4. A method according to claim 3 wherein said proppant comprises sand.

5. A method according to claim 4 wherein said proppant comprises a hydrophobic coating with an attraction or affinity to catch and retain gas bubbles.

6. A method according to claim 3 wherein said polymeric friction-reducing composition comprises (a) said first friction reducer and (b) a second friction reducer that comprises a nonionic polymeric friction reducer.

7. A method according to claim 3 wherein said polymeric friction-reducing composition comprises (a) said first friction reducer and (b) a second friction reducer that comprises an amphoteric polymeric friction reducer.
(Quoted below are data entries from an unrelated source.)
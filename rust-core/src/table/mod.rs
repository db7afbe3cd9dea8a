//! Row/column tables loaded from delimited text

pub mod reader;

pub use reader::{TableError, read_delimited, read_rpt, read_table};

use ndarray::Array2;

/// Field separator
#[derive(Debug, Clone, Copy, PartialEq, Eq)]
pub enum Delimiter {
    /// A single byte such as `b','` or `b'\t'`
    Char(u8),

    /// Runs of spaces and tabs (Abaqus report layout)
    Whitespace,
}

/// How to interpret a delimited text file
#[derive(Debug, Clone, PartialEq, Eq)]
pub struct TableOptions {
    /// Header row, counted over non-blank lines; rows above it are skipped.
    /// `None` numbers the columns "0", "1", ...
    pub header: Option<usize>,

    /// Column whose cells become row labels
    pub index_col: Option<usize>,

    pub delimiter: Delimiter,

    /// Row labels removed after loading
    pub drop_labels: Vec<String>,
}

impl TableOptions {
    /// Abaqus `.rpt` layout: one preamble line, then headers, whitespace separated
    pub fn rpt() -> Self {
        Self {
            header: Some(1),
            index_col: None,
            delimiter: Delimiter::Whitespace,
            drop_labels: Vec::new(),
        }
    }

    /// Comma separated with headers on the first line
    pub fn csv() -> Self {
        Self {
            header: Some(0),
            index_col: None,
            delimiter: Delimiter::Char(b','),
            drop_labels: Vec::new(),
        }
    }
}

impl Default for TableOptions {
    fn default() -> Self {
        Self::csv()
    }
}

/// Table of text cells with named columns and labelled rows
///
/// Cells stay as text until a numeric column is requested, so label or
/// unit rows can be dropped before parsing.
#[derive(Debug, Clone, PartialEq)]
pub struct Table {
    headers: Vec<String>,
    index_name: Option<String>,
    index: Vec<String>,
    rows: Vec<Vec<String>>,
}

impl Table {
    pub(crate) fn from_parts(
        headers: Vec<String>,
        index_name: Option<String>,
        index: Vec<String>,
        rows: Vec<Vec<String>>,
    ) -> Self {
        Self {
            headers,
            index_name,
            index,
            rows,
        }
    }

    pub fn headers(&self) -> &[String] {
        &self.headers
    }

    /// Row labels (row positions when no index column was given)
    pub fn index(&self) -> &[String] {
        &self.index
    }

    pub fn index_name(&self) -> Option<&str> {
        self.index_name.as_deref()
    }

    /// Number of rows
    pub fn len(&self) -> usize {
        self.rows.len()
    }

    pub fn is_empty(&self) -> bool {
        self.rows.is_empty()
    }

    /// Raw text of one cell
    pub fn cell(&self, row: usize, column: usize) -> Option<&str> {
        self.rows.get(row)?.get(column).map(String::as_str)
    }

    /// Position of a named column
    pub fn position(&self, name: &str) -> Result<usize, TableError> {
        self.headers
            .iter()
            .position(|h| h == name)
            .ok_or_else(|| TableError::UnknownColumn(name.to_string()))
    }

    /// Numeric values of a named column; empty cells read as NaN
    pub fn column(&self, name: &str) -> Result<Vec<f64>, TableError> {
        self.column_at(self.position(name)?)
    }

    /// Numeric values of the column at `column`; empty cells read as NaN
    pub fn column_at(&self, column: usize) -> Result<Vec<f64>, TableError> {
        let name = self
            .headers
            .get(column)
            .ok_or_else(|| TableError::UnknownColumn(column.to_string()))?;

        self.rows
            .iter()
            .enumerate()
            .map(|(row, cells)| parse_cell(&cells[column], row, name))
            .collect()
    }

    /// Every cell as a number, rows x columns
    pub fn values(&self) -> Result<Array2<f64>, TableError> {
        let mut values = Array2::zeros((self.rows.len(), self.headers.len()));
        for (row, cells) in self.rows.iter().enumerate() {
            for (column, text) in cells.iter().enumerate() {
                values[[row, column]] = parse_cell(text, row, &self.headers[column])?;
            }
        }
        Ok(values)
    }

    /// Remove rows by label
    ///
    /// # Errors
    /// `UnknownLabel` if any label is absent; nothing is removed in that case.
    pub fn drop_rows<S: AsRef<str>>(&mut self, labels: &[S]) -> Result<(), TableError> {
        if let Some(missing) = labels
            .iter()
            .map(AsRef::as_ref)
            .find(|label| !self.index.iter().any(|l| l == label))
        {
            return Err(TableError::UnknownLabel(missing.to_string()));
        }

        let keep: Vec<bool> = self
            .index
            .iter()
            .map(|l| !labels.iter().any(|label| label.as_ref() == l))
            .collect();

        let mut flags = keep.iter();
        self.rows.retain(|_| flags.next().copied().unwrap_or(true));
        let mut flags = keep.iter();
        self.index.retain(|_| flags.next().copied().unwrap_or(true));
        Ok(())
    }
}

fn parse_cell(text: &str, row: usize, column: &str) -> Result<f64, TableError> {
    if text.is_empty() {
        return Ok(f64::NAN);
    }
    text.parse::<f64>().map_err(|_| TableError::NotNumeric {
        row,
        column: column.to_string(),
        text: text.to_string(),
    })
}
8. A method according to claim 3 wherein said high molecular weight, anionic, polymeric friction reducer has a molecular weight within the range from about 18 million to about 40 million.

9. A method according to claim 3 wherein said high molecular weight, anionic, polymeric friction reducer has a molecular weight within a range from about 18 million to about 25 million.

10. A method according to claim 3 further comprising:

introducing a first reactant and a second reactant into said subterranean field with said polymeric friction-reducing composition whereby said first reactant and said second reactant chemically react to produce nitrogen gas that becomes associated with a hydrophobically-coated proppant during transport into said subterranean field.

11. A method according to claim 10 wherein said first reactant is substantially mixed with said second reactant upon entry to the subterranean field.

12. A method according to claim 10 wherein said first reactant comprises sodium nitrite and said second reactant comprises ammonium chloride.